Your job is to print the listing exactly.
──────────────────────────────
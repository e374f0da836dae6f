//! Bayesian network construction and lookup
//!
//! A [`Network`] owns a variable arena and, for every variable, its parent
//! list and conditional probability table. The CPT's scope is exactly
//! `[child, parents...]`, matching the original table layout where the
//! child is the most significant index. All structural validation happens
//! in [`NetworkBuilder::build`]: malformed CPTs and cyclic parent graphs
//! are construction-time errors, never query-time surprises.

use log::debug;

use crate::errors::NetworkError;
use crate::model::factor::Factor;
use crate::model::variable::{VarId, Variable};

/// Incrementally assembles a [`Network`], validating on `build`.
#[derive(Debug, Default)]
pub struct NetworkBuilder {
    variables: Vec<Variable>,
    cpts: Vec<Option<(Vec<VarId>, Vec<f64>)>>,
}

impl NetworkBuilder {
    /// Start an empty network
    pub fn new() -> Self {
        Self::default()
    }

    /// Register a variable with an ordered domain of value labels.
    ///
    /// Fails on duplicate names, empty domains, or repeated labels.
    pub fn add_variable(
        &mut self,
        name: impl Into<String>,
        domain: impl IntoIterator<Item = impl Into<String>>,
    ) -> Result<VarId, NetworkError> {
        let variable = Variable::new(name, domain);
        if self.variables.iter().any(|v| v.name() == variable.name()) {
            return Err(NetworkError::DuplicateVariable {
                name: variable.name().to_string(),
            });
        }
        if variable.domain_size() == 0 {
            return Err(NetworkError::EmptyDomain {
                name: variable.name().to_string(),
            });
        }
        for (i, value) in variable.domain().iter().enumerate() {
            if variable.domain()[..i].contains(value) {
                return Err(NetworkError::DuplicateDomainValue {
                    name: variable.name().to_string(),
                    value: value.clone(),
                });
            }
        }
        let id = VarId(self.variables.len());
        self.variables.push(variable);
        self.cpts.push(None);
        Ok(id)
    }

    /// Attach a CPT for `child` given `parents`.
    ///
    /// The table is dense over the scope `[child, parents...]` with the
    /// child most significant: for parents P1, P2 the entry for
    /// (child=i, P1=j, P2=k) sits at `(i * |P1| + j) * |P2| + k`. Entries
    /// must be non-negative; rows are not required to sum to 1 here (that
    /// is a property of how CPTs are populated, not of the factor type).
    pub fn add_cpt(
        &mut self,
        child: VarId,
        parents: &[VarId],
        table: Vec<f64>,
    ) -> Result<(), NetworkError> {
        self.check_id(child)?;
        for &p in parents {
            self.check_id(p)?;
        }
        let child_name = self.variables[child.index()].name().to_string();
        if parents.contains(&child) {
            return Err(NetworkError::ScopeMismatch {
                variable: child_name,
                detail: "variable listed as its own parent".to_string(),
            });
        }
        for (i, p) in parents.iter().enumerate() {
            if parents[i + 1..].contains(p) {
                return Err(NetworkError::ScopeMismatch {
                    variable: child_name,
                    detail: format!(
                        "parent {} listed twice",
                        self.variables[p.index()].name()
                    ),
                });
            }
        }
        let expected: usize = std::iter::once(child)
            .chain(parents.iter().copied())
            .map(|v| self.variables[v.index()].domain_size())
            .product();
        if table.len() != expected {
            return Err(NetworkError::TableSizeMismatch {
                variable: child_name,
                expected,
                actual: table.len(),
            });
        }
        if let Some(index) = table.iter().position(|&v| v < 0.0) {
            return Err(NetworkError::NegativeEntry {
                variable: child_name,
                index,
            });
        }
        self.cpts[child.index()] = Some((parents.to_vec(), table));
        Ok(())
    }

    /// Validate the assembled structure and produce a [`Network`].
    ///
    /// Fails if any variable lacks a CPT or the parent graph has a cycle.
    pub fn build(self) -> Result<Network, NetworkError> {
        let mut parents = Vec::with_capacity(self.variables.len());
        let mut cpts = Vec::with_capacity(self.variables.len());
        for (i, slot) in self.cpts.into_iter().enumerate() {
            let (pars, table) = slot.ok_or_else(|| NetworkError::ScopeMismatch {
                variable: self.variables[i].name().to_string(),
                detail: "no CPT registered".to_string(),
            })?;
            let scope: Vec<(VarId, usize)> = std::iter::once(VarId(i))
                .chain(pars.iter().copied())
                .map(|v| (v, self.variables[v.index()].domain_size()))
                .collect();
            cpts.push(Factor::new(&scope, table));
            parents.push(pars);
        }

        let topo = topological_order(&parents)?;
        debug!(
            "built network with {} variables, topological order {:?}",
            self.variables.len(),
            topo.iter()
                .map(|v| self.variables[v.index()].name())
                .collect::<Vec<_>>()
        );
        Ok(Network {
            variables: self.variables,
            parents,
            cpts,
            topo,
        })
    }

    fn check_id(&self, id: VarId) -> Result<(), NetworkError> {
        if id.index() < self.variables.len() {
            Ok(())
        } else {
            Err(NetworkError::UnknownVariable { id: id.index() })
        }
    }
}

/// Kahn's algorithm over the parent lists; parents come before children.
fn topological_order(parents: &[Vec<VarId>]) -> Result<Vec<VarId>, NetworkError> {
    let n = parents.len();
    let mut in_degree = vec![0usize; n];
    let mut children = vec![Vec::new(); n];
    for (child, pars) in parents.iter().enumerate() {
        in_degree[child] = pars.len();
        for p in pars {
            children[p.index()].push(child);
        }
    }
    // Seed with roots in id order so the result is deterministic
    let mut ready: Vec<usize> = (0..n).filter(|&i| in_degree[i] == 0).collect();
    let mut order = Vec::with_capacity(n);
    while let Some(next) = ready.pop() {
        order.push(VarId(next));
        for &c in &children[next] {
            in_degree[c] -= 1;
            if in_degree[c] == 0 {
                ready.push(c);
            }
        }
    }
    if order.len() != n {
        return Err(NetworkError::CyclicGraph);
    }
    Ok(order)
}

/// A discrete Bayesian network: a DAG of variables, one CPT each.
///
/// The network owns its variables and factors for its lifetime; inference
/// borrows them and never mutates them.
#[derive(Debug, Clone)]
pub struct Network {
    variables: Vec<Variable>,
    parents: Vec<Vec<VarId>>,
    cpts: Vec<Factor>,
    topo: Vec<VarId>,
}

impl Network {
    /// The variable arena, indexable by [`VarId`]
    #[inline]
    pub fn variables(&self) -> &[Variable] {
        &self.variables
    }

    /// A single variable
    #[inline]
    pub fn variable(&self, id: VarId) -> &Variable {
        &self.variables[id.index()]
    }

    /// Look a variable up by name
    pub fn var_by_name(&self, name: &str) -> Option<VarId> {
        self.variables
            .iter()
            .position(|v| v.name() == name)
            .map(VarId)
    }

    /// Number of variables
    #[inline]
    pub fn num_variables(&self) -> usize {
        self.variables.len()
    }

    /// Parents of a variable
    #[inline]
    pub fn parents(&self, id: VarId) -> &[VarId] {
        &self.parents[id.index()]
    }

    /// The CPT for a variable, scope `[child, parents...]`
    #[inline]
    pub fn cpt(&self, id: VarId) -> &Factor {
        &self.cpts[id.index()]
    }

    /// All CPTs, in variable-id order
    pub fn factors(&self) -> impl Iterator<Item = &Factor> {
        self.cpts.iter()
    }

    /// A topological order over the variables, parents before children
    #[inline]
    pub fn topological_order(&self) -> &[VarId] {
        &self.topo
    }
}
──────────────────────────────
▸ **TASK RESULT**
repository e374f0da836dae6f
//! Bayesian network construction and lookup
//!
//! A [`Network`] owns a variable arena and, for every variable, its parent
//! list and conditional probability table. The CPT's scope is exactly
//! `[child, parents...]`, matching the original table layout where the
//! child is the most significant index. All structural validation happens
//! in [`NetworkBuilder::build`]: malformed CPTs and cyclic parent graphs
//! are construction-time errors, never query-time surprises.

use log::debug;

use crate::errors::NetworkError;
use crate::model::factor::Factor;
use crate::model::variable::{VarId, Variable};

/// Incrementally assembles a [`Network`], validating on `build`.
#[derive(Debug, Default)]
pub struct NetworkBuilder {
    variables: Vec<Variable>,
    cpts: Vec<Option<(Vec<VarId>, Vec<f64>)>>,
}

impl NetworkBuilder {
    /// Start an empty network
    pub fn new() -> Self {
        Self::default()
    }

    /// Register a variable with an ordered domain of value labels.
    ///
    /// Fails on duplicate names, empty domains, or repeated labels.
    pub fn add_variable(
        &mut self,
        name: impl Into<String>,
        domain: impl IntoIterator<Item = impl Into<String>>,
    ) -> Result<VarId, NetworkError> {
        let variable = Variable::new(name, domain);
        if self.variables.iter().any(|v| v.name() == variable.name()) {
            return Err(NetworkError::DuplicateVariable {
                name: variable.name().to_string(),
            });
        }
        if variable.domain_size() == 0 {
            return Err(NetworkError::EmptyDomain {
                name: variable.name().to_string(),
            });
        }
        for (i, value) in variable.domain().iter().enumerate() {
            if variable.domain()[..i].contains(value) {
                return Err(NetworkError::DuplicateDomainValue {
                    name: variable.name().to_string(),
                    value: value.clone(),
                });
            }
        }
        let id = VarId(self.variables.len());
        self.variables.push(variable);
        self.cpts.push(None);
        Ok(id)
    }

    /// Attach a CPT for `child` given `parents`.
    ///
    /// The table is dense over the scope `[child, parents...]` with the
    /// child most significant: for parents P1, P2 the entry for
    /// (child=i, P1=j, P2=k) sits at `(i * |P1| + j) * |P2| + k`. Entries
    /// must be non-negative; rows are not required to sum to 1 here (that
    /// is a property of how CPTs are populated, not of the factor type).
    pub fn add_cpt(
        &mut self,
        child: VarId,
        parents: &[VarId],
        table: Vec<f64>,
    ) -> Result<(), NetworkError> {
        self.check_id(child)?;
        for &p in parents {
            self.check_id(p)?;
        }
        let child_name = self.variables[child.index()].name().to_string();
        if parents.contains(&child) {
            return Err(NetworkError::ScopeMismatch {
                variable: child_name,
                detail: "variable listed as its own parent".to_string(),
            });
        }
        for (i, p) in parents.iter().enumerate() {
            if parents[i + 1..].contains(p) {
                return Err(NetworkError::ScopeMismatch {
                    variable: child_name,
                    detail: format!(
                        "parent {} listed twice",
                        self.variables[p.index()].name()
                    ),
                });
            }
        }
        let expected: usize = std::iter::once(child)
            .chain(parents.iter().copied())
            .map(|v| self.variables[v.index()].domain_size())
            .product();
        if table.len() != expected {
            return Err(NetworkError::TableSizeMismatch {
                variable: child_name,
                expected,
                actual: table.len(),
            });
        }
        if let Some(index) = table.iter().position(|&v| v < 0.0) {
            return Err(NetworkError::NegativeEntry {
                variable: child_name,
                index,
            });
        }
        self.cpts[child.index()] = Some((parents.to_vec(), table));
        Ok(())
    }

    /// Validate the assembled structure and produce a [`Network`].
    ///
    /// Fails if any variable lacks a CPT or the parent graph has a cycle.
    pub fn build(self) -> Result<Network, NetworkError> {
        let mut parents = Vec::with_capacity(self.variables.len());
        let mut cpts = Vec::with_capacity(self.variables.len());
        for (i, slot) in self.cpts.into_iter().enumerate() {
            let (pars, table) = slot.ok_or_else(|| NetworkError::ScopeMismatch {
                variable: self.variables[i].name().to_string(),
                detail: "no CPT registered".to_string(),
            })?;
            let scope: Vec<(VarId, usize)> = std::iter::once(VarId(i))
                .chain(pars.iter().copied())
                .map(|v| (v, self.variables[v.index()].domain_size()))
                .collect();
            cpts.push(Factor::new(&scope, table));
            parents.push(pars);
        }

        let topo = topological_order(&parents)?;
        debug!(
            "built network with {} variables, topological order {:?}",
            self.variables.len(),
            topo.iter()
                .map(|v| self.variables[v.index()].name())
                .collect::<Vec<_>>()
        );
        Ok(Network {
            variables: self.variables,
            parents,
            cpts,
            topo,
        })
    }

    fn check_id(&self, id: VarId) -> Result<(), NetworkError> {
        if id.index() < self.variables.len() {
            Ok(())
        } else {
            Err(NetworkError::UnknownVariable { id: id.index() })
        }
    }
}

/// Kahn's algorithm over the parent lists; parents come before children.
fn topological_order(parents: &[Vec<VarId>]) -> Result<Vec<VarId>, NetworkError> {
    let n = parents.len();
    let mut in_degree = vec![0usize; n];
    let mut children = vec![Vec::new(); n];
    for (child, pars) in parents.iter().enumerate() {
        in_degree[child] = pars.len();
        for p in pars {
            children[p.index()].push(child);
        }
    }
    // Seed with roots in id order so the result is deterministic
    let mut ready: Vec<usize> = (0..n).filter(|&i| in_degree[i] == 0).collect();
    let mut order = Vec::with_capacity(n);
    while let Some(next) = ready.pop() {
        order.push(VarId(next));
        for &c in &children[next] {
            in_degree[c] -= 1;
            if in_degree[c] == 0 {
                ready.push(c);
            }
        }
    }
    if order.len() != n {
        return Err(NetworkError::CyclicGraph);
    }
    Ok(order)
}

/// A discrete Bayesian network: a DAG of variables, one CPT each.
///
/// The network owns its variables and factors for its lifetime; inference
/// borrows them and never mutates them.
#[derive(Debug, Clone)]
pub struct Network {
    variables: Vec<Variable>,
    parents: Vec<Vec<VarId>>,
    cpts: Vec<Factor>,
    topo: Vec<VarId>,
}

impl Network {
    /// The variable arena, indexable by [`VarId`]
    #[inline]
    pub fn variables(&self) -> &[Variable] {
        &self.variables
    }

    /// A single variable
    #[inline]
    pub fn variable(&self, id: VarId) -> &Variable {
        &self.variables[id.index()]
    }

    /// Look a variable up by name
    pub fn var_by_name(&self, name: &str) -> Option<VarId> {
        self.variables
            .iter()
            .position(|v| v.name() == name)
            .map(VarId)
    }

    /// Number of variables
    #[inline]
    pub fn num_variables(&self) -> usize {
        self.variables.len()
    }

    /// Parents of a variable
    #[inline]
    pub fn parents(&self, id: VarId) -> &[VarId] {
        &self.parents[id.index()]
    }

    /// The CPT for a variable, scope `[child, parents...]`
    #[inline]
    pub fn cpt(&self, id: VarId) -> &Factor {
        &self.cpts[id.index()]
    }

    /// All CPTs, in variable-id order
    pub fn factors(&self) -> impl Iterator<Item = &Factor> {
        self.cpts.iter()
    }

    /// A topological order over the variables, parents before children
    #[inline]
    pub fn topological_order(&self) -> &[VarId] {
        &self.topo
    }
}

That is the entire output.